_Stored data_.
__________________________________________________
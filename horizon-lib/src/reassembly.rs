//! Notification reassembly.
//!
//! Notifications arrive as fragments of an unordered byte stream that may
//! split frames at any point and may carry garbage between them. The buffer
//! accumulates fragments and hands out every checksum-valid frame it can find,
//! resynchronizing past corrupt or false sync markers.

use crate::constants::{MAX_FRAME_SIZE, SYNC_MARKER};
use crate::error::FrameError;
use crate::frame::{Frame, find_sync, parse_frame};
use bytes::{Buf, BytesMut};
use tracing::{debug, warn};

#[derive(Debug)]
pub struct ReassemblyBuffer {
    buffer: BytesMut,
    capacity: usize,
    dropped: usize,
    resyncs: usize,
}

impl Default for ReassemblyBuffer {
    fn default() -> Self {
        Self::new(crate::constants::DEFAULT_REASSEMBLY_CAPACITY)
    }
}

impl ReassemblyBuffer {
    /// Create a buffer bounded to `capacity` bytes (at least one maximum frame).
    pub fn new(capacity: usize) -> Self {
        let capacity = capacity.max(MAX_FRAME_SIZE);
        Self {
            buffer: BytesMut::with_capacity(capacity),
            capacity,
            dropped: 0,
            resyncs: 0,
        }
    }

    /// Append a notification fragment.
    pub fn push(&mut self, data: &[u8]) {
        self.buffer.extend_from_slice(data);
    }

    /// Pop the next complete, checksum-valid frame.
    ///
    /// Returns `None` once the remaining bytes cannot yet form a frame.
    pub fn next_frame(&mut self) -> Option<Frame> {
        loop {
            match parse_frame(&self.buffer) {
                Ok(parsed) => {
                    let garbage = parsed.consumed - parsed.frame.wire_len();
                    if garbage > 0 {
                        debug!(garbage, "Skipped bytes before frame");
                        self.dropped += garbage;
                    }
                    self.buffer.advance(parsed.consumed);
                    return Some(parsed.frame);
                }
                Err(FrameError::Incomplete { offset }) => {
                    self.discard(offset);
                    if self.buffer.len() <= self.capacity {
                        return None;
                    }
                    self.drop_oldest();
                }
                Err(FrameError::ChecksumInvalid {
                    offset,
                    expected,
                    actual,
                }) => {
                    warn!(
                        offset,
                        expected, actual, "Checksum mismatch, resynchronizing"
                    );
                    self.resyncs += 1;
                    self.discard(offset + 1);
                }
                Err(FrameError::Oversized { offset, length }) => {
                    warn!(offset, length, "False sync marker, resynchronizing");
                    self.resyncs += 1;
                    self.discard(offset + 1);
                }
                Err(FrameError::PayloadTooLarge { .. }) => {
                    // not produced by parse_frame
                    self.clear();
                    return None;
                }
            }
        }
    }

    /// Pop every frame currently available.
    pub fn drain_frames(&mut self) -> Vec<Frame> {
        std::iter::from_fn(|| self.next_frame()).collect()
    }

    /// Drop the oldest bytes up to the next sync marker, or everything if there is none.
    fn drop_oldest(&mut self) {
        let cut = find_sync(&self.buffer, 1).unwrap_or(self.buffer.len());
        warn!(
            buffered = self.buffer.len(),
            capacity = self.capacity,
            cut,
            "Reassembly buffer overflow, dropping oldest bytes"
        );
        self.discard(cut);
    }

    fn discard(&mut self, count: usize) {
        let count = count.min(self.buffer.len());
        if count > 0 {
            self.buffer.advance(count);
            self.dropped += count;
        }
    }

    pub fn clear(&mut self) {
        self.dropped += self.buffer.len();
        self.buffer.clear();
    }

    /// Number of bytes currently buffered
    pub fn len(&self) -> usize {
        self.buffer.len()
    }

    pub fn is_empty(&self) -> bool {
        self.buffer.is_empty()
    }

    pub fn capacity(&self) -> usize {
        self.capacity
    }

    /// Bytes discarded so far as garbage, corrupt frames or overflow
    pub fn dropped_bytes(&self) -> usize {
        self.dropped
    }

    /// Number of times the parser skipped a bad sync marker
    pub fn resync_count(&self) -> usize {
        self.resyncs
    }

    /// True if the buffer currently begins with a sync marker
    pub fn starts_with_sync(&self) -> bool {
        self.buffer.starts_with(&SYNC_MARKER)
    }
}

#[cfg(test)]
mod tests {
    use super::*;
    use crate::command::Command;
    use crate::frame::build_frame;

    #[test]
    fn test_fragmented_frame() {
        let encoded = build_frame(Command::FileInfoResponse.id(), &[0, 1, 2, 3, 4, 5]).unwrap();
        let mut buffer = ReassemblyBuffer::default();
        for byte in encoded.iter().take(encoded.len() - 1) {
            buffer.push(&[*byte]);
            assert!(buffer.next_frame().is_none());
        }
        buffer.push(&encoded[encoded.len() - 1..]);
        let frame = buffer.next_frame().expect("frame after final byte");
        assert_eq!(frame.command, Command::FileInfoResponse);
        assert!(buffer.is_empty());
    }

    #[test]
    fn test_back_to_back_frames_with_garbage() {
        let a = build_frame(86, &[0x10, 0x00]).unwrap();
        let b = build_frame(149, &[0x00]).unwrap();
        let mut buffer = ReassemblyBuffer::default();
        buffer.push(&[0x01, 0x02]);
        buffer.push(&a);
        buffer.push(&[0xAA, 0x00]);
        buffer.push(&b);
        let frames = buffer.drain_frames();
        assert_eq!(frames.len(), 2);
        assert_eq!(frames[0].command, Command::BrightnessResponse);
        assert_eq!(frames[1].command, Command::FileInfoResponse);
        assert_eq!(buffer.dropped_bytes(), 4);
    }

    #[test]
    fn test_resync_after_corrupt_frame() {
        let mut corrupt = build_frame(86, &[0x10, 0x00]).unwrap().to_vec();
        let last = corrupt.len() - 1;
        corrupt[last] = corrupt[last].wrapping_add(1);
        let good = build_frame(122, &[7; 4]).unwrap();

        let mut buffer = ReassemblyBuffer::default();
        buffer.push(&corrupt);
        buffer.push(&good);
        let frames = buffer.drain_frames();
        assert_eq!(frames.len(), 1);
        assert_eq!(frames[0].command, Command::UserConfigResponse);
        assert_eq!(buffer.resync_count(), 1);
    }

    #[test]
    fn test_garbage_never_grows_unbounded() {
        let mut buffer = ReassemblyBuffer::new(0);
        assert_eq!(buffer.capacity(), MAX_FRAME_SIZE);
        for _ in 0..100 {
            buffer.push(&[0x11; 64]);
            assert!(buffer.next_frame().is_none());
            assert!(buffer.len() <= buffer.capacity());
        }
        assert_eq!(buffer.len(), 0);
    }

    #[test]
    fn test_false_sync_with_huge_length_is_skipped() {
        let good = build_frame(86, &[0x20, 0x00]).unwrap();
        let mut buffer = ReassemblyBuffer::default();
        buffer.push(&[0xAA, 0x55, 0x01, 0x00, 0x00, 0x40]);
        buffer.push(&good);
        let frame = buffer.next_frame().expect("valid frame after false sync");
        assert_eq!(frame.payload.as_ref(), &[0x20, 0x00]);
    }

    #[test]
    fn test_partial_sync_marker_is_kept() {
        let good = build_frame(86, &[0x20, 0x00]).unwrap();
        let mut buffer = ReassemblyBuffer::default();
        buffer.push(&[0x00, 0x00, 0xAA]);
        assert!(buffer.next_frame().is_none());
        assert!(!buffer.starts_with_sync());
        buffer.push(&good[1..]);
        assert!(buffer.starts_with_sync());
        assert!(buffer.next_frame().is_some());
    }
}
__________________________________________________
Scan the lines above for the word "BytesMut" and copy every one where it occurs.

_Solution_.
use bytes::{Buf, BytesMut};
    buffer: BytesMut,
            buffer: BytesMut::with_capacity(capacity),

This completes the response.